_Work task_
Print the records below word for word, beginning with the first line and ending once the line containing "let line = self.rope.char_to_line(clamped);" is printed.

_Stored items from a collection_
┌──
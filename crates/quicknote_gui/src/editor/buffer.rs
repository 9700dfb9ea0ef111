//! Rope-backed note buffer with a monotonic revision counter.

use ropey::Rope;
use std::ops::Range;

/// Summary of one buffer mutation.
#[derive(Clone, Copy, Debug, PartialEq, Eq)]
pub struct EditDelta {
    /// First line touched, in the pre-edit buffer.
    pub start_line: usize,
    /// Last line touched in the post-edit buffer.
    pub new_end_line: usize,
    /// `inserted_chars - removed_chars`.
    pub char_delta: isize,
}

/// Mutable note text; every edit bumps [`NoteBuffer::revision`].
#[derive(Clone, Debug, Default)]
pub struct NoteBuffer {
    rope: Rope,
    revision: u64,
}

impl NoteBuffer {
    pub fn new(text: &str) -> Self {
        Self {
            rope: Rope::from_str(text),
            revision: 0,
        }
    }

    pub fn revision(&self) -> u64 {
        self.revision
    }

    pub fn len_chars(&self) -> usize {
        self.rope.len_chars()
    }

    pub fn line_count(&self) -> usize {
        self.rope.len_lines().max(1)
    }

    /// UTF-8 snapshot of the whole buffer.
    pub fn snapshot(&self) -> String {
        self.rope.to_string()
    }

    /// Replace the contents wholesale (counts as one edit).
    pub fn reset(&mut self, text: &str) {
        self.rope = Rope::from_str(text);
        self.revision = self.revision.wrapping_add(1);
    }

    /// 0-based `(line, column)` of a char offset, clamped to the buffer.
    pub fn char_to_line_col(&self, char_index: usize) -> (usize, usize) {
        let clamped = char_index.min(self.len_chars());
        let line = self.rope.char_to_line(clamped);
        (line, clamped - self.rope.line_to_char(line))
    }

    /// Char range of `line` including its terminator.
    pub fn line_char_range(&self, line: usize) -> Range<usize> {
        if line >= self.rope.len_lines() {
            return self.len_chars()..self.len_chars();
        }
        let start = self.rope.line_to_char(line);
        start..start + self.rope.line(line).len_chars()
    }

    /// Text of `line` without its `\n`.
    pub fn line_text(&self, line: usize) -> String {
        let range = self.line_char_range(line);
        self.slice_chars(range).trim_end_matches('\n').to_string()
    }

    pub fn slice_chars(&self, range: Range<usize>) -> String {
        let len = self.len_chars();
        let start = range.start.min(len);
        let end = range.end.min(len);
        if start >= end {
            return String::new();
        }
        self.rope.slice(start..end).to_string()
    }

    /// Replace a char range with `text`.
    ///
    /// # Returns
    /// `None` for an inverted range or a no-op edit.
    pub fn replace_char_range(&mut self, range: Range<usize>, text: &str) -> Option<EditDelta> {
        let len = self.len_chars();
        let start = range.start.min(len);
        let end = range.end.min(len);
        if start > end || (start == end && text.is_empty()) {
            return None;
        }
        let start_line = self.rope.char_to_line(start);
        let inserted = text.chars().count();
        if start < end {
            self.rope.remove(start..end);
        }
        if !text.is_empty() {
            self.rope.insert(start, text);
        }
        self.revision = self.revision.wrapping_add(1);
        Some(EditDelta {
            start_line,
            new_end_line: self.rope.char_to_line(start + inserted),
            char_delta: inserted as isize - (end - start) as isize,
        })
    }

    pub fn insert_text(&mut self, char_index: usize, text: &str) -> Option<EditDelta> {
        self.replace_char_range(char_index..char_index, text)
    }

    pub fn delete_char_range(&mut self, range: Range<usize>) -> Option<EditDelta> {
        self.replace_char_range(range, "")
    }
}

#[cfg(test)]
mod tests {
    use super::*;

    #[test]
    fn edits_bump_revision_and_report_delta() {
        let mut buffer = NoteBuffer::new("one\ntwo\nthree");
        let delta = buffer
            .replace_char_range(4..7, "dos\nzwei")
            .expect("delta");
        assert_eq!(delta.start_line, 1);
        assert_eq!(delta.new_end_line, 2);
        assert_eq!(delta.char_delta, 5);
        assert_eq!(buffer.revision(), 1);
        assert_eq!(buffer.line_text(1), "dos");
        assert_eq!(buffer.line_text(2), "zwei");
    }

    #[test]
    fn no_op_edits_keep_revision() {
        let mut buffer = NoteBuffer::new("abc");
        assert_eq!(buffer.insert_text(1, ""), None);
        assert_eq!(buffer.delete_char_range(2..2), None);
        assert_eq!(buffer.revision(), 0);
    }

    #[test]
    fn line_col_uses_chars() {
        let buffer = NoteBuffer::new("aé\nb");
        assert_eq!(buffer.char_to_line_col(2), (0, 2));
        assert_eq!(buffer.char_to_line_col(3), (1, 0));
        assert_eq!(buffer.line_char_range(0), 0..3);
        assert_eq!(buffer.char_to_line_col(99), (1, 1));
    }
}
└──
_Answer area_
filename crates/quicknote_gui/src/editor/buffer.rs
repository 9700dfb9ea0ef111
//! Rope-backed note buffer with a monotonic revision counter.

use ropey::Rope;
use std::ops::Range;

/// Summary of one buffer mutation.
#[derive(Clone, Copy, Debug, PartialEq, Eq)]
pub struct EditDelta {
    /// First line touched, in the pre-edit buffer.
    pub start_line: usize,
    /// Last line touched in the post-edit buffer.
    pub new_end_line: usize,
    /// `inserted_chars - removed_chars`.
    pub char_delta: isize,
}

/// Mutable note text; every edit bumps [`NoteBuffer::revision`].
#[derive(Clone, Debug, Default)]
pub struct NoteBuffer {
    rope: Rope,
    revision: u64,
}

impl NoteBuffer {
    pub fn new(text: &str) -> Self {
        Self {
            rope: Rope::from_str(text),
            revision: 0,
        }
    }

    pub fn revision(&self) -> u64 {
        self.revision
    }

    pub fn len_chars(&self) -> usize {
        self.rope.len_chars()
    }

    pub fn line_count(&self) -> usize {
        self.rope.len_lines().max(1)
    }

    /// UTF-8 snapshot of the whole buffer.
    pub fn snapshot(&self) -> String {
        self.rope.to_string()
    }

    /// Replace the contents wholesale (counts as one edit).
    pub fn reset(&mut self, text: &str) {
        self.rope = Rope::from_str(text);
        self.revision = self.revision.wrapping_add(1);
    }

    /// 0-based `(line, column)` of a char offset, clamped to the buffer.
    pub fn char_to_line_col(&self, char_index: usize) -> (usize, usize) {
        let clamped = char_index.min(self.len_chars());
        let line = self.rope.char_to_line(clamped);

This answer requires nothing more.